*Task to complete*. Copy every record below exactly.

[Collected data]
──────────

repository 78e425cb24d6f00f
//! Build script to derive version from git tags
//!
//! Lets `magiskfrida --version` follow the repository's tags without keeping
//! Cargo.toml in sync by hand.

fn main() {
    println!("cargo:rerun-if-changed=.git/HEAD");

    let version = std::process::Command::new("git")
        .args(["describe", "--tags", "--always", "--dirty=-dev"])
        .output()
        .ok()
        .filter(|o| o.status.success())
        .and_then(|o| String::from_utf8(o.stdout).ok())
        .map(|s| s.trim().trim_start_matches('v').to_string())
        .filter(|s| !s.is_empty())
        .unwrap_or_else(|| env!("CARGO_PKG_VERSION").to_string());

    println!("cargo:rustc-env=MAGISKFRIDA_VERSION={version}");
}
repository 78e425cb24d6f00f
//! Terminal output.
//!
//! Commands print through [`Output`], which is also the [`Reporter`] handed to
//! the build pipeline. Colors and icons live in [`theme`].
//!
//! [`Reporter`]: magiskfrida_core::Reporter

pub mod output;
pub mod theme;

pub use output::Output;
pub use theme::Theme;
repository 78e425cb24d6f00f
//! Resolve command

use anyhow::{Context, Result};

use magiskfrida_core::{BuildConfig, ReleaseResolver};

/// Print the latest upstream release and its build code.
pub async fn resolve(config: &BuildConfig, client: reqwest::Client) -> Result<()> {
    let resolver = ReleaseResolver::new(client, config.upstream.release_url.clone());
    let release = resolver
        .resolve()
        .await
        .with_context(|| format!("Failed to resolve release from {}", resolver.endpoint()))?;

    println!("{} {}", release.tag(), release.build_code());
    Ok(())
}
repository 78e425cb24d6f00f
//! Build command

use anyhow::{Context, Result, bail};

use magiskfrida_core::{BuildConfig, BuildPipeline, FailurePolicy};
use magiskfrida_schema::{Platform, Release};

use crate::ui::Output;

/// Options for one `build` invocation.
#[derive(Debug, Clone, Default)]
pub struct BuildOptions {
    pub platforms: Vec<Platform>,
    pub release: Option<String>,
    pub keep_going: bool,
    pub dry_run: bool,
}

/// Build an installer archive for each requested platform.
pub async fn build(
    config: BuildConfig,
    client: reqwest::Client,
    options: BuildOptions,
    output: &Output,
) -> Result<()> {
    let platforms = select_platforms(&options.platforms, &config.platforms);
    if !options.dry_run {
        config.paths.ensure_dirs().with_context(|| {
            format!(
                "Failed to create {} or {}",
                config.paths.downloads.display(),
                config.paths.builds.display()
            )
        })?;
    }
    let pipeline = BuildPipeline::new(config, client, output.clone());

    output.section("Resolving");
    let release = pipeline
        .resolve_release(options.release.as_deref())
        .await
        .context("Failed to resolve release")?;

    if options.dry_run {
        return print_plan(&pipeline, &release, &platforms, output);
    }

    let policy = if options.keep_going {
        FailurePolicy::KeepGoing
    } else {
        FailurePolicy::Abort
    };
    let summary = pipeline.build_all(&release, &platforms, policy).await;

    println!();
    if summary.is_success() {
        let count = summary.built.len();
        output.success(&format!(
            "{count} archive{} built for {release}",
            if count == 1 { "" } else { "s" }
        ));
        return Ok(());
    }

    if !summary.skipped.is_empty() {
        output.info("Use --keep-going to attempt the remaining platforms");
    }
    bail!(
        "{} of {} platforms failed ({} skipped)",
        summary.failed.len(),
        platforms.len(),
        summary.skipped.len()
    )
}

fn print_plan(
    pipeline: &BuildPipeline<Output>,
    release: &Release,
    platforms: &[Platform],
    output: &Output,
) -> Result<()> {
    output.section(&format!("Plan for {release}"));
    for planned in pipeline.dry_run_plan(release, platforms) {
        output.plan(&planned);
    }
    println!();
    output.info("Dry run: nothing downloaded or written");
    Ok(())
}

/// `requested` without duplicates, or the configured set when empty.
fn select_platforms(requested: &[Platform], configured: &[Platform]) -> Vec<Platform> {
    let source = if requested.is_empty() {
        configured
    } else {
        requested
    };

    let mut selected = Vec::with_capacity(source.len());
    for &platform in source {
        if !selected.contains(&platform) {
            selected.push(platform);
        }
    }
    selected
}
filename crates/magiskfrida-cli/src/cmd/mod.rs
//! Command implementations

pub mod build;
pub mod clean;
pub mod platforms;
pub mod resolve;

use anyhow::{Context, Result};
use std::path::{Path, PathBuf};

use magiskfrida_core::BuildConfig;

/// Upstream endpoints given on the command line or through the environment.
#[derive(Debug, Clone, Default)]
pub struct UpstreamOverrides {
    pub release_url: Option<String>,
    pub download_url: Option<String>,
}

/// Load the configuration for `base_dir` and apply command-line overrides.
pub fn load_config(
    base_dir: &Path,
    config: Option<&Path>,
    overrides: &UpstreamOverrides,
) -> Result<BuildConfig> {
    let base = absolute_base(base_dir)?;
    let mut config = BuildConfig::load(&base, config)?;

    if let Some(url) = &overrides.release_url {
        config.upstream.release_url.clone_from(url);
    }
    if let Some(url) = &overrides.download_url {
        config.upstream.download_url.clone_from(url);
    }
    config.validate()?;

    tracing::debug!("Base directory: {}", config.paths.base.display());
    Ok(config)
}

fn absolute_base(base_dir: &Path) -> Result<PathBuf> {
    if base_dir.is_absolute() {
        return Ok(base_dir.to_path_buf());
    }
    let cwd = std::env::current_dir().context("Failed to determine current directory")?;
    Ok(cwd.join(base_dir))
}

/// HTTP client shared by every network stage.
pub fn http_client() -> Result<reqwest::Client> {
    reqwest::Client::builder()
        .user_agent(magiskfrida_core::USER_AGENT)
        .build()
        .context("Failed to build HTTP client")
}
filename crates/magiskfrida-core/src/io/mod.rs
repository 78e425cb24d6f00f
//! IO modules - side effects (network, filesystem)

pub mod download;
pub mod extract;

──────────

*The completed task*.
repository 78e425cb24d6f00f
//! Build script to derive version from git tags
//!
//! Lets `magiskfrida --version` follow the repository's tags without keeping
//! Cargo.toml in sync by hand.

fn main() {
    println!("cargo:rerun-if-changed=.git/HEAD");

    let version = std::process::Command::new("git")
        .args(["describe", "--tags", "--always", "--dirty=-dev"])
        .output()
        .ok()
        .filter(|o| o.status.success())
        .and_then(|o| String::from_utf8(o.stdout).ok())
        .map(|s| s.trim().trim_start_matches('v').to_string())
        .filter(|s| !s.is_empty())
        .unwrap_or_else(|| env!("CARGO_PKG_VERSION").to_string());

    println!("cargo:rustc-env=MAGISKFRIDA_VERSION={version}");
}
repository 78e425cb24d6f00f
//! Terminal output.
//!
//! Commands print through [`Output`], which is also the [`Reporter`] handed to
//! the build pipeline. Colors and icons live in [`theme`].
//!
//! [`Reporter`]: magiskfrida_core::Reporter

pub mod output;
pub mod theme;

pub use output::Output;
pub use theme::Theme;
repository 78e425cb24d6f00f
//! Resolve command

use anyhow::{Context, Result};

use magiskfrida_core::{BuildConfig, ReleaseResolver};

/// Print the latest upstream release and its build code.
pub async fn resolve(config: &BuildConfig, client: reqwest::Client) -> Result<()> {
    let resolver = ReleaseResolver::new(client, config.upstream.release_url.clone());
    let release = resolver
        .resolve()
        .await
        .with_context(|| format!("Failed to resolve release from {}", resolver.endpoint()))?;

    println!("{} {}", release.tag(), release.build_code());
    Ok(())
}
repository 78e425cb24d6f00f
//! Build command

use anyhow::{Context, Result, bail};

use magiskfrida_core::{BuildConfig, BuildPipeline, FailurePolicy};
use magiskfrida_schema::{Platform, Release};

use crate::ui::Output;

/// Options for one `build` invocation.
#[derive(Debug, Clone, Default)]
pub struct BuildOptions {
    pub platforms: Vec<Platform>,
    pub release: Option<String>,
    pub keep_going: bool,
    pub dry_run: bool,
}

/// Build an installer archive for each requested platform.
pub async fn build(
    config: BuildConfig,
    client: reqwest::Client,
    options: BuildOptions,
    output: &Output,
) -> Result<()> {
    let platforms = select_platforms(&options.platforms, &config.platforms);
    if !options.dry_run {
        config.paths.ensure_dirs().with_context(|| {
            format!(
                "Failed to create {} or {}",
                config.paths.downloads.display(),
                config.paths.builds.display()
            )
        })?;
    }
    let pipeline = BuildPipeline::new(config, client, output.clone());

    output.section("Resolving");
    let release = pipeline
        .resolve_release(options.release.as_deref())
        .await
        .context("Failed to resolve release")?;

    if options.dry_run {
        return print_plan(&pipeline, &release, &platforms, output);
    }

    let policy = if options.keep_going {
        FailurePolicy::KeepGoing
    } else {
        FailurePolicy::Abort
    };
    let summary = pipeline.build_all(&release, &platforms, policy).await;

    println!();
    if summary.is_success() {
        let count = summary.built.len();
        output.success(&format!(
            "{count} archive{} built for {release}",
            if count == 1 { "" } else { "s" }
        ));
        return Ok(());
    }

    if !summary.skipped.is_empty() {
        output.info("Use --keep-going to attempt the remaining platforms");
    }
    bail!(
        "{} of {} platforms failed ({} skipped)",
        summary.failed.len(),
        platforms.len(),
        summary.skipped.len()
    )
}

fn print_plan(
    pipeline: &BuildPipeline<Output>,
    release: &Release,
    platforms: &[Platform],
    output: &Output,
) -> Result<()> {
    output.section(&format!("Plan for {release}"));
    for planned in pipeline.dry_run_plan(release, platforms) {
        output.plan(&planned);
    }
    println!();
    output.info("Dry run: nothing downloaded or written");
    Ok(())
}

/// `requested` without duplicates, or the configured set when empty.
fn select_platforms(requested: &[Platform], configured: &[Platform]) -> Vec<Platform> {
    let source = if requested.is_empty() {
        configured
    } else {
        requested
    };

    let mut selected = Vec::with_capacity(source.len());
    for &platform in source {
        if !selected.contains(&platform) {
            selected.push(platform);
        }
    }
    selected
}
filename crates/magiskfrida-cli/src/cmd/mod.rs
//! Command implementations

pub mod build;
pub mod clean;
pub mod platforms;
pub mod resolve;

use anyhow::{Context, Result};
use std::path::{Path, PathBuf};

use magiskfrida_core::BuildConfig;

/// Upstream endpoints given on the command line or through the environment.
#[derive(Debug, Clone, Default)]
pub struct UpstreamOverrides {
    pub release_url: Option<String>,
    pub download_url: Option<String>,
}

/// Load the configuration for `base_dir` and apply command-line overrides.
pub fn load_config(
    base_dir: &Path,
    config: Option<&Path>,
    overrides: &UpstreamOverrides,
) -> Result<BuildConfig> {
    let base = absolute_base(base_dir)?;
    let mut config = BuildConfig::load(&base, config)?;

    if let Some(url) = &overrides.release_url {
        config.upstream.release_url.clone_from(url);
    }
    if let Some(url) = &overrides.download_url {
        config.upstream.download_url.clone_from(url);
    }
    config.validate()?;

    tracing::debug!("Base directory: {}", config.paths.base.display());
    Ok(config)
}

fn absolute_base(base_dir: &Path) -> Result<PathBuf> {
    if base_dir.is_absolute() {
        return Ok(base_dir.to_path_buf());
    }
    let cwd = std::env::current_dir().context("Failed to determine current directory")?;
    Ok(cwd.join(base_dir))
}

/// HTTP client shared by every network stage.
pub fn http_client() -> Result<reqwest::Client> {
    reqwest::Client::builder()
        .user_agent(magiskfrida_core::USER_AGENT)
        .build()
        .context("Failed to build HTTP client")
}
filename crates/magiskfrida-core/src/io/mod.rs
repository 78e425cb24d6f00f
//! IO modules - side effects (network, filesystem)

pub mod download;
pub mod extract;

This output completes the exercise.